Но я говорю «да». Потому что я не могу его потерять. И я готов потакать его прихотям, даже если он просто больной парень. Больной. Но, видимо, все же мой.
Потому что там, где у обычных людей сердце, у меня ненависть и любовь.
Комментарий к Часть 12
*(для тех, кто не в танке - это такой нож, когда раскладываешь, он реально напоминает бабочку. Ну это если быстро раскладывать)

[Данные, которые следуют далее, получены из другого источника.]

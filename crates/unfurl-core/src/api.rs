//! Response schemas for the `/api/v2` endpoints used in titles
//!
//! Only the fields that titles consume are declared; everything else in the
//! payload is ignored.

use serde::Deserialize;

/// Named status shared by issues and pull requests
#[derive(Debug, Clone, Deserialize)]
pub struct Status {
    pub name: String,
}

#[derive(Debug, Clone, Deserialize)]
pub struct User {
    pub name: String,
}

/// `GET /space`
#[derive(Debug, Clone, Deserialize)]
#[serde(rename_all = "camelCase")]
pub struct Space {
    pub name: String,
    pub space_key: String,
}

/// `GET /projects/{projectIdOrKey}`
#[derive(Debug, Clone, Deserialize)]
#[serde(rename_all = "camelCase")]
pub struct Project {
    pub project_key: String,
    pub name: String,
}

/// `GET /issues/{issueKey}`
#[derive(Debug, Clone, Deserialize)]
pub struct Issue {
    pub summary: String,
    pub status: Status,
}

/// `GET /issues/{issueKey}/comments/{commentId}`
#[derive(Debug, Clone, Deserialize)]
#[serde(rename_all = "camelCase")]
pub struct IssueComment {
    pub created_user: User,
}

/// `GET /wikis/{wikiId}`
#[derive(Debug, Clone, Deserialize)]
#[serde(rename_all = "camelCase")]
pub struct Wiki {
    pub project_id: u64,
    pub name: String,
}

/// `GET /documents/{documentId}`
#[derive(Debug, Clone, Deserialize)]
#[serde(rename_all = "camelCase")]
pub struct DocumentPage {
    pub project_id: u64,
    pub title: String,
}

/// `GET /projects/{key}/git/repositories/{repo}/pullRequests/{number}`
#[derive(Debug, Clone, Deserialize)]
pub struct PullRequest {
    pub summary: String,
    pub base: String,
    pub branch: String,
    pub status: Status,
}

/// Schema name used in error messages
pub trait Schema {
    const NAME: &'static str;
}

macro_rules! schema_name {
    ($($ty:ty => $name:literal),* $(,)?) => {
        $(impl Schema for $ty {
            const NAME: &'static str = $name;
        })*
    };
}

schema_name! {
    Space => "space",
    Project => "project",
    Issue => "issue",
    IssueComment => "issue comment",
    Wiki => "wiki",
    DocumentPage => "document",
    PullRequest => "pull request",
}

========== Часть 13 ==========
Пятница. Никогда еще это слово не приносило столько облегчения и радости, сколько сейчас. И чихал я на Аву Пейдж, к которой мне сейчас идти на сеанс. Чихал я на Галли, косо смотрящего на меня, когда я на перемене в столовой подсаживаюсь к Арису. На весь мир я сегодня клал болт. Потому что завтра суббота. А это значит одно — сон. С. О. Н. Долгожданный и любимый. Всего три буквы, а сколько в них бесконечного смысла.
На радостях, что все более менее спокойно, я даже собираюсь идти в столовую во второй раз, после всех уроков. Звенит звонок с шестого, и я, сдав ноутбук и собрав тетрадки и ручки, стою на выходе из аудитории и жду Томаса. Парень нарочито медленно собирается, хотя всё можно сделать за минуту. Но нет, кареглазый медленно извлекает зарядку из лэптопа, медленно выключает его, хотя обычно мы все, будто запрограммированные роботы, одновременно просто захлопываем крышки. Но Томас сегодня почему-то до ужаса правильный. Лишь дождавшись, пока потухнет экран, он закрывает крышку, ставит аккуратно ноутбук в шкаф, предназначенный для их хранения. И даже у преподавателя сдают нервы ждать, и он просто выходит из кабинета, оставляя нас с Томасом наедине. Стоит только мужчине, ведущему у нас биологию, выйти, как кареглазый обессиленно падает на стул, закрывая лицо руками. Он подрагивает, и я боюсь, что он снова плачет.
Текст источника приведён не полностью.